Australians got a taste this week of just how difficult indigenous issues could become over the next few years, writes Peta Credlin.

'Real agenda' of Adam Bandt and Lidia Thorpe isn't 'equality but superiority'

Australians got a taste this week of just how difficult indigenous issues could become over the next few years.

First, there was the Greens leader Adam Bandt’s repudiation of the national flag on the ground that it’s “hurtful” to indigenous people.

Then, there was his colleague, Senator Lydia Thorpe’s announcement that she saw herself as an “infiltrator” trying to overthrow a “colonialist” parliament.

To his credit, PM Anthony Albanese swiftly told Bandt to pull his head in, and a chorus of indigenous leaders said he’d put back the cause of reconciliation.

Still, this is a sign of things to come because quite a few indigenous activists — like Thorpe — regard the whole Australian project as fundamentally illegitimate; and quite a few non-indigenous Australians — like Bandt — are inclined to agree with them.

The PM told Greens leader Adam Bandt to pull his head in aftter he said the national flag was hurtful to indigenous people. Picture: Richard Walker
The PM told Greens leader Adam Bandt to pull his head in aftter he said the national flag was hurtful to indigenous people. Picture: Richard Walker

With schools more-likely-than-not to tell young Australians that January 26 marks “invasion day”, as part of a national curriculum pitched to erode faith in our country, it’s hard to see us avoiding a period of counter-productive national navel-gazing while our economy flounders and our security diminishes.
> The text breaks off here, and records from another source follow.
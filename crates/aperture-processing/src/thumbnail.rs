//! Thumbnail generation
//!
//! Each [`ThumbnailKind`] has a fixed bounding box and encoding. Originals are never
//! upscaled, and every kind is generated independently so one failing encoder does
//! not cost the others.

use aperture_core::models::ThumbnailKind;
use anyhow::{anyhow, Context, Result};
use bytes::Bytes;
use image::codecs::jpeg::JpegEncoder;
use image::imageops::FilterType;
use image::{DynamicImage, GenericImageView, ImageReader};
use std::io::Cursor;
use std::path::Path;

/// Output encoding of a thumbnail kind
#[derive(Debug, Clone, Copy, PartialEq, Eq)]
pub enum ThumbnailFormat {
    Jpeg,
    Webp,
}

impl ThumbnailFormat {
    /// WebP falls back to JPEG when the crate is built without the `webp` feature.
    pub fn effective(self) -> Self {
        match self {
            ThumbnailFormat::Webp if !cfg!(feature = "webp") => ThumbnailFormat::Jpeg,
            other => other,
        }
    }

    pub fn extension(self) -> &'static str {
        match self.effective() {
            ThumbnailFormat::Jpeg => "jpg",
            ThumbnailFormat::Webp => "webp",
        }
    }

    pub fn content_type(self) -> &'static str {
        match self.effective() {
            ThumbnailFormat::Jpeg => "image/jpeg",
            ThumbnailFormat::Webp => "image/webp",
        }
    }
}

#[derive(Debug, Clone, Copy)]
pub struct ThumbnailSpec {
    pub kind: ThumbnailKind,
    pub max_width: u32,
    pub max_height: u32,
    pub format: ThumbnailFormat,
    pub quality: u8,
}

impl ThumbnailSpec {
    pub fn for_kind(kind: ThumbnailKind) -> Self {
        match kind {
            ThumbnailKind::Preview => Self {
                kind,
                max_width: 1440,
                max_height: 1440,
                format: ThumbnailFormat::Jpeg,
                quality: 85,
            },
            ThumbnailKind::Small => Self {
                kind,
                max_width: 250,
                max_height: 250,
                format: ThumbnailFormat::Jpeg,
                quality: 80,
            },
            ThumbnailKind::Thumb => Self {
                kind,
                max_width: 160,
                max_height: 160,
                format: ThumbnailFormat::Webp,
                quality: 80,
            },
        }
    }
}

#[derive(Debug, Clone)]
pub struct GeneratedThumbnail {
    pub kind: ThumbnailKind,
    pub data: Bytes,
    pub width: u32,
    pub height: u32,
    pub content_type: &'static str,
    pub extension: &'static str,
}

/// Result of one kind; failures are reported per kind.
#[derive(Debug)]
pub struct ThumbnailOutcome {
    pub kind: ThumbnailKind,
    pub result: Result<GeneratedThumbnail>,
}

/// Target dimensions for a `width`×`height` original inside a bounding box.
///
/// Returns the original size when it already fits. Otherwise the binding constraint
/// decides: if scaling to `max_width` keeps the height within `max_height` the width
/// is pinned, else the height is. Neither side drops below one pixel.
pub fn fit_dimensions(width: u32, height: u32, max_width: u32, max_height: u32) -> (u32, u32) {
    if width == 0 || height == 0 || (width <= max_width && height <= max_height) {
        return (width, height);
    }

    let aspect = width as f64 / height as f64;
    if max_width as f64 / aspect <= max_height as f64 {
        let h = (max_width as f64 / aspect).round().max(1.0) as u32;
        (max_width, h.min(max_height))
    } else {
        let w = (max_height as f64 * aspect).round().max(1.0) as u32;
        (w.min(max_width), max_height)
    }
}

#[derive(Debug, Clone)]
pub struct ThumbnailGenerator {
    specs: Vec<ThumbnailSpec>,
}

impl Default for ThumbnailGenerator {
    fn default() -> Self {
        Self::new(ThumbnailKind::ALL.iter().map(|k| ThumbnailSpec::for_kind(*k)).collect())
    }
}

impl ThumbnailGenerator {
    pub fn new(specs: Vec<ThumbnailSpec>) -> Self {
        Self { specs }
    }

    pub fn specs(&self) -> &[ThumbnailSpec] {
        &self.specs
    }

    pub fn spec(&self, kind: ThumbnailKind) -> Option<&ThumbnailSpec> {
        self.specs.iter().find(|s| s.kind == kind)
    }

    /// Still-image formats the decoder handles. Video frames are not thumbnailed here.
    pub fn can_generate_thumbnail(&self, content_type: &str) -> bool {
        let essence = content_type
            .split(';')
            .next()
            .unwrap_or("")
            .trim()
            .to_lowercase();
        matches!(
            essence.as_str(),
            "image/jpeg" | "image/jpg" | "image/png" | "image/gif" | "image/webp"
        )
    }

    /// Decode the file at `path` and produce every kind on the blocking pool.
    ///
    /// An undecodable original is an error; per-kind failures are in the outcomes.
    pub async fn generate_from_path(&self, path: &Path) -> Result<Vec<ThumbnailOutcome>> {
        let path = path.to_path_buf();
        let generator = self.clone();
        tokio::task::spawn_blocking(move || {
            let image = ImageReader::open(&path)
                .context("Failed to open original")?
                .with_guessed_format()
                .context("Failed to detect image format")?
                .decode()
                .context("Failed to decode original")?;
            Ok(generator.generate_all(&image))
        })
        .await
        .map_err(|e| anyhow!("Thumbnail task failed: {}", e))?
    }

    pub fn generate_all(&self, source: &DynamicImage) -> Vec<ThumbnailOutcome> {
        self.specs
            .iter()
            .map(|spec| ThumbnailOutcome {
                kind: spec.kind,
                result: Self::generate(source, spec),
            })
            .collect()
    }

    pub fn generate(source: &DynamicImage, spec: &ThumbnailSpec) -> Result<GeneratedThumbnail> {
        let start = std::time::Instant::now();
        let (src_w, src_h) = source.dimensions();
        let (width, height) = fit_dimensions(src_w, src_h, spec.max_width, spec.max_height);

        let resized = if (width, height) == (src_w, src_h) {
            source.clone()
        } else {
            source.resize_exact(width, height, FilterType::Lanczos3)
        };

        let format = spec.format.effective();
        let data = match format {
            ThumbnailFormat::Jpeg => encode_jpeg(&resized, spec.quality)?,
            ThumbnailFormat::Webp => encode_webp(&resized, spec.quality)?,
        };

        tracing::debug!(
            kind = %spec.kind,
            width,
            height,
            size_bytes = data.len(),
            duration_ms = start.elapsed().as_secs_f64() * 1000.0,
            "Thumbnail generated"
        );

        Ok(GeneratedThumbnail {
            kind: spec.kind,
            data,
            width,
            height,
            content_type: format.content_type(),
            extension: format.extension(),
        })
    }
}

fn encode_jpeg(image: &DynamicImage, quality: u8) -> Result<Bytes> {
    let rgb = image.to_rgb8();
    let mut buffer = Cursor::new(Vec::new());
    let encoder = JpegEncoder::new_with_quality(&mut buffer, quality);
    rgb.write_with_encoder(encoder)
        .context("JPEG encoding failed")?;
    Ok(Bytes::from(buffer.into_inner()))
}

#[cfg(feature = "webp")]
fn encode_webp(image: &DynamicImage, quality: u8) -> Result<Bytes> {
    let rgba = image.to_rgba8();
    let (w, h) = rgba.dimensions();
    let encoded = webp::Encoder::from_rgba(rgba.as_raw(), w, h).encode(quality as f32);
    Ok(Bytes::copy_from_slice(&encoded))
}

#[cfg(not(feature = "webp"))]
fn encode_webp(image: &DynamicImage, quality: u8) -> Result<Bytes> {
    encode_jpeg(image, quality)
}
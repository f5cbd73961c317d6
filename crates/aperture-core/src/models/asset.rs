use chrono::{DateTime, Utc};
use serde::{Deserialize, Serialize};
use std::fmt::{Display, Formatter, Result as FmtResult};
use std::path::Path;
use std::str::FromStr;
use uuid::Uuid;

use super::checksum::Checksum;
use crate::AppError;

#[derive(Debug, Clone, Copy, Serialize, Deserialize, PartialEq, Eq, Hash)]
#[serde(rename_all = "snake_case")]
pub enum AssetType {
    Image,
    Video,
    Audio,
    Other,
}

impl AssetType {
    /// Classify from a MIME type's top-level type.
    pub fn from_content_type(content_type: &str) -> Option<Self> {
        let top = content_type
            .split(';')
            .next()
            .unwrap_or("")
            .trim()
            .split('/')
            .next()
            .unwrap_or("")
            .to_lowercase();
        match top.as_str() {
            "image" => Some(AssetType::Image),
            "video" => Some(AssetType::Video),
            "audio" => Some(AssetType::Audio),
            _ => None,
        }
    }

    pub fn from_extension(filename: &str) -> Option<Self> {
        let ext = Path::new(filename)
            .extension()
            .and_then(|e| e.to_str())
            .map(|e| e.to_lowercase())?;
        match ext.as_str() {
            "jpg" | "jpeg" | "png" | "gif" | "webp" | "bmp" | "tif" | "tiff" | "heic"
            | "heif" | "avif" => Some(AssetType::Image),
            "mp4" | "mov" | "m4v" | "avi" | "mkv" | "webm" | "3gp" | "mts" => {
                Some(AssetType::Video)
            }
            "mp3" | "wav" | "flac" | "aac" | "m4a" | "ogg" | "opus" => Some(AssetType::Audio),
            _ => None,
        }
    }

    /// Declared content type wins; the filename extension is the fallback.
    pub fn classify(content_type: &str, filename: &str) -> Self {
        Self::from_content_type(content_type)
            .or_else(|| Self::from_extension(filename))
            .unwrap_or(AssetType::Other)
    }

    /// Content type advertised for downloads when the stored one is unusable.
    pub fn default_content_type(&self) -> &'static str {
        match self {
            AssetType::Image => "image/jpeg",
            AssetType::Video => "video/mp4",
            AssetType::Audio => "audio/mpeg",
            AssetType::Other => "application/octet-stream",
        }
    }
}

impl Display for AssetType {
    fn fmt(&self, f: &mut Formatter<'_>) -> FmtResult {
        match self {
            AssetType::Image => write!(f, "image"),
            AssetType::Video => write!(f, "video"),
            AssetType::Audio => write!(f, "audio"),
            AssetType::Other => write!(f, "other"),
        }
    }
}

impl FromStr for AssetType {
    type Err = anyhow::Error;

    fn from_str(s: &str) -> Result<Self, Self::Err> {
        match s {
            "image" => Ok(AssetType::Image),
            "video" => Ok(AssetType::Video),
            "audio" => Ok(AssetType::Audio),
            "other" => Ok(AssetType::Other),
            _ => Err(anyhow::anyhow!("Invalid asset type: {}", s)),
        }
    }
}

/// Asset lifecycle
///
/// ```text
/// UPLOADING -> PROCESSING -> ACTIVE | FAILED
/// ACTIVE <-> TRASHED
/// ACTIVE | TRASHED | FAILED | UPLOADING -> DELETED
/// ```
#[derive(Debug, Clone, Copy, Serialize, Deserialize, PartialEq, Eq, Hash)]
#[serde(rename_all = "snake_case")]
pub enum AssetStatus {
    Uploading,
    Processing,
    Active,
    Failed,
    Trashed,
    Deleted,
}

impl AssetStatus {
    pub fn can_transition_to(self, next: AssetStatus) -> bool {
        use AssetStatus::*;
        matches!(
            (self, next),
            (Uploading, Processing)
                | (Uploading, Deleted)
                | (Processing, Active)
                | (Processing, Failed)
                | (Active, Trashed)
                | (Active, Deleted)
                | (Trashed, Active)
                | (Trashed, Deleted)
                | (Failed, Deleted)
        )
    }

    pub fn ensure_transition(self, next: AssetStatus) -> Result<(), AppError> {
        if self.can_transition_to(next) {
            Ok(())
        } else {
            Err(AppError::Conflict(format!(
                "asset cannot move from {} to {}",
                self, next
            )))
        }
    }

    pub fn is_terminal(self) -> bool {
        matches!(self, AssetStatus::Deleted)
    }
}

impl Display for AssetStatus {
    fn fmt(&self, f: &mut Formatter<'_>) -> FmtResult {
        match self {
            AssetStatus::Uploading => write!(f, "uploading"),
            AssetStatus::Processing => write!(f, "processing"),
            AssetStatus::Active => write!(f, "active"),
            AssetStatus::Failed => write!(f, "failed"),
            AssetStatus::Trashed => write!(f, "trashed"),
            AssetStatus::Deleted => write!(f, "deleted"),
        }
    }
}

impl FromStr for AssetStatus {
    type Err = anyhow::Error;

    fn from_str(s: &str) -> Result<Self, Self::Err> {
        match s {
            "uploading" => Ok(AssetStatus::Uploading),
            "processing" => Ok(AssetStatus::Processing),
            "active" => Ok(AssetStatus::Active),
            "failed" => Ok(AssetStatus::Failed),
            "trashed" => Ok(AssetStatus::Trashed),
            "deleted" => Ok(AssetStatus::Deleted),
            _ => Err(anyhow::anyhow!("Invalid asset status: {}", s)),
        }
    }
}

/// Metadata derived from the asset's content. Every field is optional; partial
/// metadata is valid.
#[derive(Debug, Clone, Default, PartialEq, Serialize, Deserialize)]
pub struct AssetMetadata {
    #[serde(skip_serializing_if = "Option::is_none")]
    pub captured_at: Option<DateTime<Utc>>,
    #[serde(skip_serializing_if = "Option::is_none")]
    pub width: Option<i32>,
    #[serde(skip_serializing_if = "Option::is_none")]
    pub height: Option<i32>,
    #[serde(skip_serializing_if = "Option::is_none")]
    pub duration_secs: Option<f64>,
    #[serde(skip_serializing_if = "Option::is_none")]
    pub camera_make: Option<String>,
    #[serde(skip_serializing_if = "Option::is_none")]
    pub camera_model: Option<String>,
    #[serde(skip_serializing_if = "Option::is_none")]
    pub lens_model: Option<String>,
    #[serde(skip_serializing_if = "Option::is_none")]
    pub f_number: Option<f64>,
    #[serde(skip_serializing_if = "Option::is_none")]
    pub focal_length: Option<f64>,
    #[serde(skip_serializing_if = "Option::is_none")]
    pub iso: Option<i32>,
    #[serde(skip_serializing_if = "Option::is_none")]
    pub exposure_time: Option<String>,
    #[serde(skip_serializing_if = "Option::is_none")]
    pub latitude: Option<f64>,
    #[serde(skip_serializing_if = "Option::is_none")]
    pub longitude: Option<f64>,
    #[serde(skip_serializing_if = "Option::is_none")]
    pub description: Option<String>,
}

impl AssetMetadata {
    pub fn is_empty(&self) -> bool {
        *self == AssetMetadata::default()
    }

    /// Fill fields that are still empty from `other`.
    pub fn merge_missing(&mut self, other: AssetMetadata) {
        macro_rules! fill {
            ($($field:ident),*) => {
                $(if self.$field.is_none() { self.$field = other.$field; })*
            };
        }
        fill!(
            captured_at,
            width,
            height,
            duration_secs,
            camera_make,
            camera_model,
            lens_model,
            f_number,
            focal_length,
            iso,
            exposure_time,
            latitude,
            longitude,
            description
        );
    }
}

#[derive(Debug, Clone, Serialize, Deserialize)]
pub struct Asset {
    pub id: Uuid,
    pub owner_id: Uuid,
    pub asset_type: AssetType,
    pub status: AssetStatus,
    pub storage_path: String,
    pub original_filename: String,
    pub content_type: String,
    /// Set at or before the ACTIVE transition.
    pub checksum: Option<Checksum>,
    pub size_bytes: Option<i64>,
    /// Checksum the client declared at initiation, verified once bytes are read.
    pub declared_checksum: Option<Checksum>,
    pub metadata: AssetMetadata,
    pub created_at: DateTime<Utc>,
    pub updated_at: DateTime<Utc>,
    pub deleted_at: Option<DateTime<Utc>>,
}

impl Asset {
    #[allow(clippy::too_many_arguments)]
    pub fn new_uploading(
        id: Uuid,
        owner_id: Uuid,
        asset_type: AssetType,
        storage_path: String,
        original_filename: String,
        content_type: String,
        declared_size: Option<i64>,
        declared_checksum: Option<Checksum>,
    ) -> Self {
        let now = Utc::now();
        Self {
            id,
            owner_id,
            asset_type,
            status: AssetStatus::Uploading,
            storage_path,
            original_filename,
            content_type,
            checksum: None,
            size_bytes: declared_size,
            declared_checksum,
            metadata: AssetMetadata::default(),
            created_at: now,
            updated_at: now,
            deleted_at: None,
        }
    }

    pub fn is_owned_by(&self, owner_id: Uuid) -> bool {
        self.owner_id == owner_id
    }

    /// Apply a legal status change in place, stamping `updated_at` and `deleted_at`.
    pub fn apply_transition(&mut self, next: AssetStatus) -> Result<(), AppError> {
        self.status.ensure_transition(next)?;
        let now = Utc::now();
        self.status = next;
        self.updated_at = now;
        match next {
            AssetStatus::Trashed | AssetStatus::Deleted => self.deleted_at = Some(now),
            AssetStatus::Active => self.deleted_at = None,
            _ => {}
        }
        Ok(())
    }
}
Enter the so-called “voice to the parliament”, which unlike changing the flag, but like becoming a republic, is official Labor policy. And prior to the election it was sort-of Liberal policy too, with Morrison government ministers saying that they hoped to establish one through legislation.

The very fact that some Liberals thought a voice would fail if put to the people via referendum, so they needed to get around voters via the parliament, says everything. At least under Labor’s plan all Australians will get their say about a new body designed to divide us by race rather than just MPs in Canberra.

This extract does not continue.